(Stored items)
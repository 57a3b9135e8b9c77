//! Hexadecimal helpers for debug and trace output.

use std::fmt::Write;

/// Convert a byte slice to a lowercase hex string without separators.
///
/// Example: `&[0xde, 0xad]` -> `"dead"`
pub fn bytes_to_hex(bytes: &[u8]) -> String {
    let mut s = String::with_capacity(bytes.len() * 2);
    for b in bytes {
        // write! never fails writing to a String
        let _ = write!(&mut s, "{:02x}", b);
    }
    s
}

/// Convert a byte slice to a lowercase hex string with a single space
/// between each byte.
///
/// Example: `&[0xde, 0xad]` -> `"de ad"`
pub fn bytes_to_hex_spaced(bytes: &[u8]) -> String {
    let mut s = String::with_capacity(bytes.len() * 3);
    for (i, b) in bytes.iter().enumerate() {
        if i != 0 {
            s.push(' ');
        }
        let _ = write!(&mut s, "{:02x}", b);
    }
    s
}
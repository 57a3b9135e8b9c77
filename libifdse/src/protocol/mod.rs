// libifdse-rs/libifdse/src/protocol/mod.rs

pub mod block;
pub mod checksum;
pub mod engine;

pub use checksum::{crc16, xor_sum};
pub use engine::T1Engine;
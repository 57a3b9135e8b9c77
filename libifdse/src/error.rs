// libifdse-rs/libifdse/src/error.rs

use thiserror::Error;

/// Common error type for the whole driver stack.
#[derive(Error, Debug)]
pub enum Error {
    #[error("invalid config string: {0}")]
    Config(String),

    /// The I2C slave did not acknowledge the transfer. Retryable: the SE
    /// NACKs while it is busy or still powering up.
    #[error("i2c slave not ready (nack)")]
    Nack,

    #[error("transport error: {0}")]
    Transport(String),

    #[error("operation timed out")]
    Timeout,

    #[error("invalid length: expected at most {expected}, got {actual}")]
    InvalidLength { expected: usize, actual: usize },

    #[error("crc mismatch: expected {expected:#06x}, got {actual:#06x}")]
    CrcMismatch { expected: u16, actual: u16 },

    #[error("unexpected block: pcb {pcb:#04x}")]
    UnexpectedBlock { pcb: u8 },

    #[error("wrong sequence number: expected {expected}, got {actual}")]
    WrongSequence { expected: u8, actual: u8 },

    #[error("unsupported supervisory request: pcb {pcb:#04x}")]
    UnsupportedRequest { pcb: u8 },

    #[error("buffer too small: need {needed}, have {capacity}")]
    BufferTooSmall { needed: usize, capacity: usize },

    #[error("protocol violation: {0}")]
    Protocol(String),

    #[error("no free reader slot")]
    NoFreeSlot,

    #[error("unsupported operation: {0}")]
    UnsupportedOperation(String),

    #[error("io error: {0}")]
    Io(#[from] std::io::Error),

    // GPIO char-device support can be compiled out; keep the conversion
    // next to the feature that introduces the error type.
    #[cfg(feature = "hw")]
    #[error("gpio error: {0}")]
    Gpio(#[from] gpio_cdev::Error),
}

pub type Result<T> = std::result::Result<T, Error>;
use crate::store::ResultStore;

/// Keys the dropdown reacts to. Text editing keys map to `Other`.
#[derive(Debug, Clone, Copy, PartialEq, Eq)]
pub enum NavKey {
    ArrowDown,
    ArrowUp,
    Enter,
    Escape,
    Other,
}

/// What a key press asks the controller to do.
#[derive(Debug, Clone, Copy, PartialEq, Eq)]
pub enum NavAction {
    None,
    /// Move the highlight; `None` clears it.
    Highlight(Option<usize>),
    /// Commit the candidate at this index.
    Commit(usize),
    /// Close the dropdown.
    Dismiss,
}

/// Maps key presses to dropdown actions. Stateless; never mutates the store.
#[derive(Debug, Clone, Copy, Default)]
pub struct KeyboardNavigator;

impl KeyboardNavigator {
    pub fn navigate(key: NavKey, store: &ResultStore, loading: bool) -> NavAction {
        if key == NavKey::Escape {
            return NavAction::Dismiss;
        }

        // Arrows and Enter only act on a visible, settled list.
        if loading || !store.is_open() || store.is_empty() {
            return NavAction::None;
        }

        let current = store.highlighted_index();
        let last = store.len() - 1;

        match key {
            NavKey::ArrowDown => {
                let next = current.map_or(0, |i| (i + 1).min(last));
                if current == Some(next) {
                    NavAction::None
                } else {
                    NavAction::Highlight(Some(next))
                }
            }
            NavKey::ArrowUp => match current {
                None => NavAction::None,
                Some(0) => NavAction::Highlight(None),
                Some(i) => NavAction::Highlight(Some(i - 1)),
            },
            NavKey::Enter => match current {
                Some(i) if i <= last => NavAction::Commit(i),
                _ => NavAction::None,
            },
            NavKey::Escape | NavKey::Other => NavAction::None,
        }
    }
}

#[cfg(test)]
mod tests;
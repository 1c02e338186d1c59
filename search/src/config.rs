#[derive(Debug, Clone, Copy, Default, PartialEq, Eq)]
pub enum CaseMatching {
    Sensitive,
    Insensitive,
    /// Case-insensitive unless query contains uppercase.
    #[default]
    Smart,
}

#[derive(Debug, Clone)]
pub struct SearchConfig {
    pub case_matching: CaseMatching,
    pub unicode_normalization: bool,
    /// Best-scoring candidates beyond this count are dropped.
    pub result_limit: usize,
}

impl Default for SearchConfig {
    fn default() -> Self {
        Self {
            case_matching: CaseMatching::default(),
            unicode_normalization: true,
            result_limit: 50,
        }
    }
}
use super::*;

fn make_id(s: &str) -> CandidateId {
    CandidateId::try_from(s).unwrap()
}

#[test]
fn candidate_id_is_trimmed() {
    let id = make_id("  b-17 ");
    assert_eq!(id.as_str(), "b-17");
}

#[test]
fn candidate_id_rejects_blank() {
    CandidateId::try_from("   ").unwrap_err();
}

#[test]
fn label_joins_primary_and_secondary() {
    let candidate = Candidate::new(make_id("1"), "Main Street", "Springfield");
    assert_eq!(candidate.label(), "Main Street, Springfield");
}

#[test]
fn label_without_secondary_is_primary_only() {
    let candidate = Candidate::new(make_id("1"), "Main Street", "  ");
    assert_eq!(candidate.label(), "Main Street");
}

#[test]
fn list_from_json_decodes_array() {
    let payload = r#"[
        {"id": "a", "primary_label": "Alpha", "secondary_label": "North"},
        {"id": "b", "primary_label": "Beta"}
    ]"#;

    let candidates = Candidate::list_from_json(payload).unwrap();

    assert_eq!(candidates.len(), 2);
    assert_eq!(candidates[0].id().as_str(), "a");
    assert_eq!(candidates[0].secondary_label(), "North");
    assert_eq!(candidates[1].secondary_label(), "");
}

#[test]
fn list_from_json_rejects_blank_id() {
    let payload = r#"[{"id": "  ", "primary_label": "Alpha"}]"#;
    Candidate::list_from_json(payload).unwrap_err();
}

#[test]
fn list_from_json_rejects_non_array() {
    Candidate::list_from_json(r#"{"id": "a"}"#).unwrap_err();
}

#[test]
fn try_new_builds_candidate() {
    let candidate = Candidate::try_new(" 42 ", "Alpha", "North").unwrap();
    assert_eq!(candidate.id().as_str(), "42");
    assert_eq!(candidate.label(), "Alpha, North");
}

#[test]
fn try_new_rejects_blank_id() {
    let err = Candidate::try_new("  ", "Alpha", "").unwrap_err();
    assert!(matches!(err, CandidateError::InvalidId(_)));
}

◆ **Work to be completed**
Exact output of every entry is required.

◆ **Expected answer**
repository 57a3b9135e8b9c77
//! Hexadecimal helpers for debug and trace output.

use std::fmt::Write;

/// Convert a byte slice to a lowercase hex string without separators.
///
/// Example: `&[0xde, 0xad]` -> `"dead"`
pub fn bytes_to_hex(bytes: &[u8]) -> String {
    let mut s = String::with_capacity(bytes.len() * 2);
    for b in bytes {
        // write! never fails writing to a String
        let _ = write!(&mut s, "{:02x}", b);
    }
    s
}

/// Convert a byte slice to a lowercase hex string with a single space
/// between each byte.
///
/// Example: `&[0xde, 0xad]` -> `"de ad"`
pub fn bytes_to_hex_spaced(bytes: &[u8]) -> String {
    let mut s = String::with_capacity(bytes.len() * 3);
    for (i, b) in bytes.iter().enumerate() {
        if i != 0 {
            s.push(' ');
        }
        let _ = write!(&mut s, "{:02x}", b);
    }
    s
}
repository 57a3b9135e8b9c77
filename libifdse/src/protocol/mod.rs
// libifdse-rs/libifdse/src/protocol/mod.rs

pub mod block;
pub mod checksum;
pub mod engine;

pub use checksum::{crc16, xor_sum};
pub use engine::T1Engine;
repository 57a3b9135e8b9c77
filename libifdse/src/error.rs
// libifdse-rs/libifdse/src/error.rs

use thiserror::Error;

/// Common error type for the whole driver stack.
#[derive(Error, Debug)]
pub enum Error {
    #[error("invalid config string: {0}")]
    Config(String),

    /// The I2C slave did not acknowledge the transfer. Retryable: the SE
    /// NACKs while it is busy or still powering up.
    #[error("i2c slave not ready (nack)")]
    Nack,

    #[error("transport error: {0}")]
    Transport(String),

    #[error("operation timed out")]
    Timeout,

    #[error("invalid length: expected at most {expected}, got {actual}")]
    InvalidLength { expected: usize, actual: usize },

    #[error("crc mismatch: expected {expected:#06x}, got {actual:#06x}")]
    CrcMismatch { expected: u16, actual: u16 },

    #[error("unexpected block: pcb {pcb:#04x}")]
    UnexpectedBlock { pcb: u8 },

    #[error("wrong sequence number: expected {expected}, got {actual}")]
    WrongSequence { expected: u8, actual: u8 },

    #[error("unsupported supervisory request: pcb {pcb:#04x}")]
    UnsupportedRequest { pcb: u8 },

    #[error("buffer too small: need {needed}, have {capacity}")]
    BufferTooSmall { needed: usize, capacity: usize },

    #[error("protocol violation: {0}")]
    Protocol(String),

    #[error("no free reader slot")]
    NoFreeSlot,

    #[error("unsupported operation: {0}")]
    UnsupportedOperation(String),

    #[error("io error: {0}")]
    Io(#[from] std::io::Error),

    // GPIO char-device support can be compiled out; keep the conversion
    // next to the feature that introduces the error type.
    #[cfg(feature = "hw")]
    #[error("gpio error: {0}")]
    Gpio(#[from] gpio_cdev::Error),
}

pub type Result<T> = std::result::Result<T, Error>;
use crate::store::ResultStore;

/// Keys the dropdown reacts to. Text editing keys map to `Other`.
#[derive(Debug, Clone, Copy, PartialEq, Eq)]
pub enum NavKey {
    ArrowDown,
    ArrowUp,
    Enter,
    Escape,
    Other,
}

/// What a key press asks the controller to do.
#[derive(Debug, Clone, Copy, PartialEq, Eq)]
pub enum NavAction {
    None,
    /// Move the highlight; `None` clears it.
    Highlight(Option<usize>),
    /// Commit the candidate at this index.
    Commit(usize),
    /// Close the dropdown.
    Dismiss,
}

/// Maps key presses to dropdown actions. Stateless; never mutates the store.
#[derive(Debug, Clone, Copy, Default)]
pub struct KeyboardNavigator;

impl KeyboardNavigator {
    pub fn navigate(key: NavKey, store: &ResultStore, loading: bool) -> NavAction {
        if key == NavKey::Escape {
            return NavAction::Dismiss;
        }

        // Arrows and Enter only act on a visible, settled list.
        if loading || !store.is_open() || store.is_empty() {
            return NavAction::None;
        }

        let current = store.highlighted_index();
        let last = store.len() - 1;

        match key {
            NavKey::ArrowDown => {
                let next = current.map_or(0, |i| (i + 1).min(last));
                if current == Some(next) {
                    NavAction::None
                } else {
                    NavAction::Highlight(Some(next))
                }
            }
            NavKey::ArrowUp => match current {
                None => NavAction::None,
                Some(0) => NavAction::Highlight(None),
                Some(i) => NavAction::Highlight(Some(i - 1)),
            },
            NavKey::Enter => match current {
                Some(i) if i <= last => NavAction::Commit(i),
                _ => NavAction::None,
            },
            NavKey::Escape | NavKey::Other => NavAction::None,
        }
    }
}

#[cfg(test)]
mod tests;
repository 1c02e338186d1c59
filename search/src/config.rs
#[derive(Debug, Clone, Copy, Default, PartialEq, Eq)]
pub enum CaseMatching {
    Sensitive,
    Insensitive,
    /// Case-insensitive unless query contains uppercase.
    #[default]
    Smart,
}

#[derive(Debug, Clone)]
pub struct SearchConfig {
    pub case_matching: CaseMatching,
    pub unicode_normalization: bool,
    /// Best-scoring candidates beyond this count are dropped.
    pub result_limit: usize,
}

impl Default for SearchConfig {
    fn default() -> Self {
        Self {
            case_matching: CaseMatching::default(),
            unicode_normalization: true,
            result_limit: 50,
        }
    }
}
use super::*;

fn make_id(s: &str) -> CandidateId {
    CandidateId::try_from(s).unwrap()
}

#[test]
fn candidate_id_is_trimmed() {
    let id = make_id("  b-17 ");
    assert_eq!(id.as_str(), "b-17");
}

#[test]
fn candidate_id_rejects_blank() {
    CandidateId::try_from("   ").unwrap_err();
}

#[test]
fn label_joins_primary_and_secondary() {
    let candidate = Candidate::new(make_id("1"), "Main Street", "Springfield");
    assert_eq!(candidate.label(), "Main Street, Springfield");
}

#[test]
fn label_without_secondary_is_primary_only() {
    let candidate = Candidate::new(make_id("1"), "Main Street", "  ");
    assert_eq!(candidate.label(), "Main Street");
}

#[test]
fn list_from_json_decodes_array() {
    let payload = r#"[
        {"id": "a", "primary_label": "Alpha", "secondary_label": "North"},
        {"id": "b", "primary_label": "Beta"}
    ]"#;

    let candidates = Candidate::list_from_json(payload).unwrap();

    assert_eq!(candidates.len(), 2);
    assert_eq!(candidates[0].id().as_str(), "a");
    assert_eq!(candidates[0].secondary_label(), "North");
    assert_eq!(candidates[1].secondary_label(), "");
}

#[test]
fn list_from_json_rejects_blank_id() {
    let payload = r#"[{"id": "  ", "primary_label": "Alpha"}]"#;
    Candidate::list_from_json(payload).unwrap_err();
}

#[test]
fn list_from_json_rejects_non_array() {
    Candidate::list_from_json(r#"{"id": "a"}"#).unwrap_err();
}

#[test]
fn try_new_builds_candidate() {
    let candidate = Candidate::try_new(" 42 ", "Alpha", "North").unwrap();
    assert_eq!(candidate.id().as_str(), "42");
    assert_eq!(candidate.label(), "Alpha, North");
}

#[test]
fn try_new_rejects_blank_id() {
    let err = Candidate::try_new("  ", "Alpha", "").unwrap_err();
    assert!(matches!(err, CandidateError::InvalidId(_)));
}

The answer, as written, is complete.